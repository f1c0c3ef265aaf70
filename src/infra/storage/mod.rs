//! Storage layer - database connection, entities, and repositories

pub mod entity;
pub mod mapper;
pub mod migrations;
pub mod repositories;

use crate::config::DatabaseConfig;
use anyhow::{Context, Result};
use migrations::Migrator;
use sea_orm::{ConnectionTrait, Database, DatabaseConnection, DbBackend, Statement};
use sea_orm_migration::MigratorTrait;

/// Connect to the service database, creating it and bringing the schema
/// up to date before any traffic is served.
pub async fn connect(config: &DatabaseConfig) -> Result<DatabaseConnection> {
    ensure_database_exists(config).await?;

    let db = Database::connect(config.database_url())
        .await
        .context("failed to connect to the product database")?;

    let pending = Migrator::get_pending_migrations(&db).await?;
    if !pending.is_empty() {
        tracing::info!(count = pending.len(), "applying pending migrations");
        Migrator::up(&db, None).await?;
    }

    Ok(db)
}

/// Create the database on the server when it does not exist yet.
///
/// Only meaningful for Postgres; SQLite urls connect directly.
async fn ensure_database_exists(config: &DatabaseConfig) -> Result<()> {
    if !config.server_url.starts_with("postgres") {
        return Ok(());
    }

    let admin = Database::connect(config.admin_url())
        .await
        .context("failed to connect to the maintenance database")?;

    let existing = admin
        .query_one(Statement::from_sql_and_values(
            DbBackend::Postgres,
            "SELECT 1 FROM pg_database WHERE datname = $1",
            [config.database_name.clone().into()],
        ))
        .await?;

    if existing.is_none() {
        tracing::info!(database = %config.database_name, "creating missing database");
        admin
            .execute_unprepared(&format!("CREATE DATABASE \"{}\"", config.database_name))
            .await?;
    }

    admin.close().await?;
    Ok(())
}
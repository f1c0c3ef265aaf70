//! Entity to model mappers
//!
//! Conversions between the SeaORM products entity and the contract
//! model, plus the `StorageEntity` impl the generic repository runs on.

use crate::contract::Product;
use sea_orm::ActiveValue::Set;

use super::entity;
use super::repositories::StorageEntity;

impl StorageEntity for entity::Entity {
    type Domain = Product;
    type Active = entity::ActiveModel;

    fn id_column() -> entity::Column {
        entity::Column::Id
    }

    fn into_domain(model: entity::Model) -> Product {
        Product {
            id: model.id,
            name: model.name,
            description: model.description,
            price: model.price,
            quantity: model.quantity,
            created_date: model.created_date,
            modified_date: model.modified_date,
        }
    }

    fn as_active(domain: &Product) -> entity::ActiveModel {
        entity::ActiveModel {
            id: Set(domain.id),
            name: Set(domain.name.clone()),
            description: Set(domain.description.clone()),
            price: Set(domain.price),
            quantity: Set(domain.quantity),
            created_date: Set(domain.created_date),
            modified_date: Set(domain.modified_date),
        }
    }
}
//! Capabilities the signaling state machine drives but does not implement:
//! the peer connection itself and local capture devices.
//!
//! [`crate::signaling::rtc`] backs both with webrtc-rs; tests use scripted
//! doubles.

use async_trait::async_trait;
use std::any::Any;
use std::sync::Arc;

use crate::error::Result;
use crate::protocol::{IceCandidate, SessionDescription};

/// Offer/answer state of the underlying connection, as in the WebRTC spec.
#[derive(Debug, Clone, Copy, PartialEq, Eq)]
pub enum SignalingState {
    Stable,
    HaveLocalOffer,
    HaveRemoteOffer,
    HaveLocalPranswer,
    HaveRemotePranswer,
    Closed,
}

/// Transport-level (ICE/DTLS) state of the connection.
#[derive(Debug, Clone, Copy, PartialEq, Eq)]
pub enum PeerState {
    New,
    Connecting,
    Connected,
    Disconnected,
    Failed,
    Closed,
}

/// Asynchronous notifications raised by the peer connection.
#[derive(Debug, Clone, PartialEq)]
pub enum PeerEvent {
    /// A local ICE candidate was gathered and must be sent right away.
    LocalCandidate(IceCandidate),
    StateChanged(PeerState),
}

#[derive(Debug, Clone, Copy, PartialEq, Eq, Hash)]
pub enum TrackKind {
    Audio,
    Video,
}

/// Which devices to open.
#[derive(Debug, Clone, Copy, PartialEq, Eq)]
pub struct MediaRequest {
    pub audio: bool,
    pub video: bool,
}

/// A captured local track. Stopping releases the device for good;
/// disabling only silences it.
pub trait LocalTrack: Send + Sync {
    fn id(&self) -> &str;
    fn kind(&self) -> TrackKind;
    fn set_enabled(&self, enabled: bool);
    fn is_enabled(&self) -> bool;
    fn stop(&self);
    fn is_live(&self) -> bool;
    fn as_any(&self) -> &dyn Any;
}

#[async_trait]
pub trait MediaDevices: Send + Sync {
    /// Open the requested devices.
    async fn acquire(&self, request: MediaRequest) -> Result<Vec<Arc<dyn LocalTrack>>>;
}

/// One WebRTC peer connection.
#[async_trait]
pub trait PeerConnection: Send + Sync {
    fn signaling_state(&self) -> SignalingState;

    async fn create_offer(&self) -> Result<SessionDescription>;

    async fn create_answer(&self) -> Result<SessionDescription>;

    /// Applying [`SessionDescription::rollback`] discards a pending local offer.
    async fn set_local_description(&self, desc: SessionDescription) -> Result<()>;

    async fn set_remote_description(&self, desc: SessionDescription) -> Result<()>;

    async fn add_ice_candidate(&self, candidate: IceCandidate) -> Result<()>;

    async fn add_track(&self, track: Arc<dyn LocalTrack>) -> Result<()>;

    async fn remove_track(&self, track_id: &str) -> Result<()>;

    async fn close(&self) -> Result<()>;
}
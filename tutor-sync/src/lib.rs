//! # tutor-sync - Real-time session sync for peer tutoring
//!
//! Keeps two participants of a tutoring session in lockstep: session
//! ledger and teaching timer, chat, presence, whiteboard and code
//! snapshots, and the media call handshake.
//!
//! ## Architecture
//!
//! ```text
//! ┌──────────────┐  3 WebSockets / REST polling  ┌──────────────┐
//! │  Transport   │ ◄───────────────────────────► │ Collaborator │
//! │ (push|poll)  │       JSON frames             │  (backend)   │
//! └──────┬───────┘                               └──────────────┘
//!        │ TransportEvent
//!        ▼
//! ┌──────────────────────────────────────────────┐
//! │              SessionSyncEngine               │
//! │  session/timer · chat · presence · collab    │
//! │  signaling ──► PeerConnection (webrtc)       │
//! └──────┬───────────────────────┬───────────────┘
//!        │ SessionEvent (bus)    │ SessionView (watch)
//!        ▼                       ▼
//!     subscribers             UI state
//! ```
//!
//! ## Modules
//!
//! - [`protocol`]: Session model and JSON wire frames
//! - [`transport`]: Push (WebSocket) and poll (REST) adapters
//! - [`rest`]: REST client used by polling and commands
//! - [`signaling`]: Offer/answer state machine and the webrtc peer
//! - [`collab`]: Throttled whiteboard/code snapshots with a durable cache
//! - [`chat`] / [`presence`]: Chat log and online users
//! - [`engine`]: The single-task engine and its handle
//! - [`bus`]: Typed event fan-out

pub mod bus;
pub mod chat;
pub mod collab;
pub mod config;
pub mod engine;
pub mod error;
pub mod presence;
pub mod protocol;
pub mod rest;
pub mod signaling;
pub mod transport;

// Re-exports for convenience
pub use bus::{BusStats, EventBus, SessionEvent};
pub use chat::{ChatChannel, ChatEntry, ChatReceipt, DeliveryState};
pub use collab::cache::{CacheConfig, CacheSlot, MemorySnapshotCache, RocksSnapshotCache, SnapshotCache};
pub use collab::{CollabChannelMultiplexer, Restored};
pub use config::{Credential, SyncConfig, TransportKind};
pub use engine::{
    build_transport, open_cache, CreditSink, EngineCommand, EngineHandle, EngineParts, SessionContext,
    SessionSyncEngine, SessionView, SharedProfile, TeachingClock,
};
pub use error::{Result, SyncError};
pub use presence::{PresenceChange, PresenceTracker};
pub use protocol::{
    ChannelKind, ChatMessage, CodeFile, CodeWorkspace, CreditSummary, InboundFrame, OnlineUser, OutboundFrame, Role,
    Session, SessionId, Signal, SignalMessage, Timer, UserId, WhiteboardScene,
};
pub use signaling::peer::{MediaDevices, PeerConnection, PeerEvent, PeerState};
pub use signaling::rtc::{RtcMediaDevices, RtcPeer};
pub use signaling::{MediaPreferences, NegotiationState, SignalingStateMachine};
pub use transport::{ConnectionState, PollTransport, PushTransport, Transport, TransportEvent};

* _What you are asked to do_: Sift the material for lines with the string "presence". Copy each one found.

* _Response to the task_:
//! ledger and teaching timer, chat, presence, whiteboard and code
//! │  session/timer · chat · presence · collab    │
//! - [`chat`] / [`presence`]: Chat log and online users
pub mod presence;
pub use presence::{PresenceChange, PresenceTracker};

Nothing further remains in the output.